The withdrawal of a Supreme Court judge allows Biden’s first nomination
Correspondent in New York
Stephen Breyer, judge of the progressive wing of the US Supreme Court, will leave the main body of the judiciary when his current period of sessions ends, next October. The withdrawal of Breyer, 83, will not change the ideological line of the high court -with a clear conservative majority-, but it will allow the US president, Joe Biden, to place a new magistrate also of a progressive nature.
The power to nominate Supreme Court judges rests with the president, but it is the Senate that must confirm the nominated candidate. Biden now has on his side that the majority of the Senate is, albeit minimally, Democrat: there are 50 legislators from his party and another 50 Republicans, but the tie is broken by the president of the Upper House, who is the vice president of the country, Kamala Harris.
That short advantage of the Democrats could vanish in the legislative elections next fall, in which a third of the Senate will be renewed. Hence the convenience for the Democrats of Breyer withdrawing before the Republicans have a chance to take control of the confirmation and demand from Biden a candidate more to their liking.
Breyer’s goodbye will open the door to a historic nomination: Biden promised in the campaign that took him to the White House that his first nomination for the Supreme Court would be a black minority woman.
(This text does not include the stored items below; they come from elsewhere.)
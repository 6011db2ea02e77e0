//! Picking a device model at runtime.

use std::sync::Arc;

use crate::dicer::Dicer;
use crate::launch_control_xl::LaunchControlXl;
use crate::launchkey_mini::LaunchKeyMini;
use crate::launchpad::Launchpad;
use crate::launchpad_pro::LaunchpadPro;
use crate::{DeviceState, InputEvent, MidiBackend, MidiError, RawMessage, RetryPolicy};

/// Every supported hardware model.
#[derive(Debug, Copy, Clone, Eq, PartialEq, Hash)]
#[cfg_attr(feature = "serde", derive(serde::Serialize, serde::Deserialize))]
pub enum Model {
    /// The two-color Launchpad, Launchpad S and Launchpad Mini
    Classic,
    Pro,
    Mk2,
    ControlXl,
    LaunchKeyMini,
    Dicer,
}

impl Model {
    pub const ALL: [Model; 6] = [
        Self::Classic,
        Self::Pro,
        Self::Mk2,
        Self::ControlXl,
        Self::LaunchKeyMini,
        Self::Dicer,
    ];

    /// The port name keyword this model is found by unless told otherwise.
    pub fn default_keyword(self) -> &'static str {
        match self {
            Self::Classic => "Launchpad",
            Self::Pro => "Pro",
            Self::Mk2 => "Mk2",
            Self::ControlXl => "Control XL",
            Self::LaunchKeyMini => "LaunchKey",
            Self::Dicer => "Dicer",
        }
    }
}

impl std::fmt::Display for Model {
    fn fmt(&self, f: &mut std::fmt::Formatter<'_>) -> std::fmt::Result {
        f.write_str(match self {
            Self::Classic => "Launchpad",
            Self::Pro => "Launchpad Pro",
            Self::Mk2 => "Launchpad Mk2",
            Self::ControlXl => "Launch Control XL",
            Self::LaunchKeyMini => "LaunchKey Mini",
            Self::Dicer => "Dicer",
        })
    }
}

/// Which device to open: the `number`-th (0-based) device of `model` whose port names contain
/// `name`, or the model's default keyword if `name` is `None`.
#[derive(Debug, Clone, Eq, PartialEq, Hash)]
#[cfg_attr(feature = "serde", derive(serde::Serialize, serde::Deserialize))]
pub struct DeviceSelector {
    pub model: Model,
    #[cfg_attr(feature = "serde", serde(default))]
    pub number: usize,
    #[cfg_attr(feature = "serde", serde(default))]
    pub name: Option<String>,
    #[cfg_attr(feature = "serde", serde(default))]
    pub retry: RetryPolicy,
}

impl DeviceSelector {
    /// The first device of `model`, found by its default keyword, without retries.
    pub fn new(model: Model) -> Self {
        Self {
            model,
            number: 0,
            name: None,
            retry: RetryPolicy::NONE,
        }
    }

    pub fn keyword(&self) -> &str {
        self.name
            .as_deref()
            .unwrap_or_else(|| self.model.default_keyword())
    }
}

/// A device handle of any model, for applications that pick the model at runtime.
pub enum AnyDevice {
    Classic(Launchpad),
    /// Launchpad Pro or Mk2
    Pro(LaunchpadPro),
    ControlXl(LaunchControlXl),
    LaunchKeyMini(LaunchKeyMini),
    Dicer(Dicer),
}

macro_rules! each_device {
    ($self:expr, $device:ident => $body:expr) => {
        match $self {
            AnyDevice::Classic($device) => $body,
            AnyDevice::Pro($device) => $body,
            AnyDevice::ControlXl($device) => $body,
            AnyDevice::LaunchKeyMini($device) => $body,
            AnyDevice::Dicer($device) => $body,
        }
    };
}

impl AnyDevice {
    /// A closed handle for `model`.
    pub fn new(model: Model, backend: Arc<dyn MidiBackend>) -> Self {
        match model {
            Model::Classic => Self::Classic(Launchpad::new(backend)),
            Model::Pro => Self::Pro(LaunchpadPro::pro(backend)),
            Model::Mk2 => Self::Pro(LaunchpadPro::mk2(backend)),
            Model::ControlXl => Self::ControlXl(LaunchControlXl::new(backend)),
            Model::LaunchKeyMini => Self::LaunchKeyMini(LaunchKeyMini::new(backend)),
            Model::Dicer => Self::Dicer(Dicer::new(backend)),
        }
    }

    /// Creates a handle for the selected model and opens it according to the selector's retry
    /// policy.
    pub fn open_selected(
        backend: Arc<dyn MidiBackend>,
        selector: &DeviceSelector,
    ) -> Result<Self, MidiError> {
        let mut device = Self::new(selector.model, backend);
        device.open_with_retry(selector.number, selector.keyword(), &selector.retry)?;
        Ok(device)
    }

    pub fn model(&self) -> Model {
        each_device!(self, device => device.model())
    }

    pub fn state(&self) -> DeviceState {
        each_device!(self, device => device.state())
    }

    pub fn is_open(&self) -> bool {
        each_device!(self, device => device.is_open())
    }

    pub fn open(&mut self, number: usize, name: &str) -> Result<(), MidiError> {
        each_device!(self, device => device.open(number, name))
    }

    pub fn open_with_retry(
        &mut self,
        number: usize,
        name: &str,
        policy: &RetryPolicy,
    ) -> Result<(), MidiError> {
        each_device!(self, device => device.open_with_retry(number, name, policy))
    }

    pub fn check(&self, number: usize, name: &str) -> bool {
        each_device!(self, device => device.check(number, name))
    }

    pub fn close(&mut self) {
        each_device!(self, device => device.close())
    }

    pub fn reset(&mut self) -> Result<(), MidiError> {
        each_device!(self, device => device.reset())
    }

    pub fn button_flush(&mut self) -> usize {
        each_device!(self, device => device.button_flush())
    }

    pub fn event_raw(&self) -> Option<RawMessage> {
        each_device!(self, device => device.event_raw())
    }

    /// The next decoded input event, without blocking.
    pub fn poll(&self) -> Option<InputEvent> {
        each_device!(self, device => device.button_state_raw().map(Into::into))
    }
}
In the court’s 232-year history, there have been two judges – Thurgood Marshall and Clarence Thomas, who remains in office – and five women, including three current justices: Sonia Sotomayor, Elena Kagan and Amy Coney Barrett.
Biden’s nominee will be the first black female judge on the Supreme Court and the favorites for the nomination are Ketanji Brown Jackson, who is part of the federal appellate body from which Supreme Court justices are usually chosen, and Leondra Kruger, Supreme Court Justice of California who has appeared before the high court as the state’s attorney.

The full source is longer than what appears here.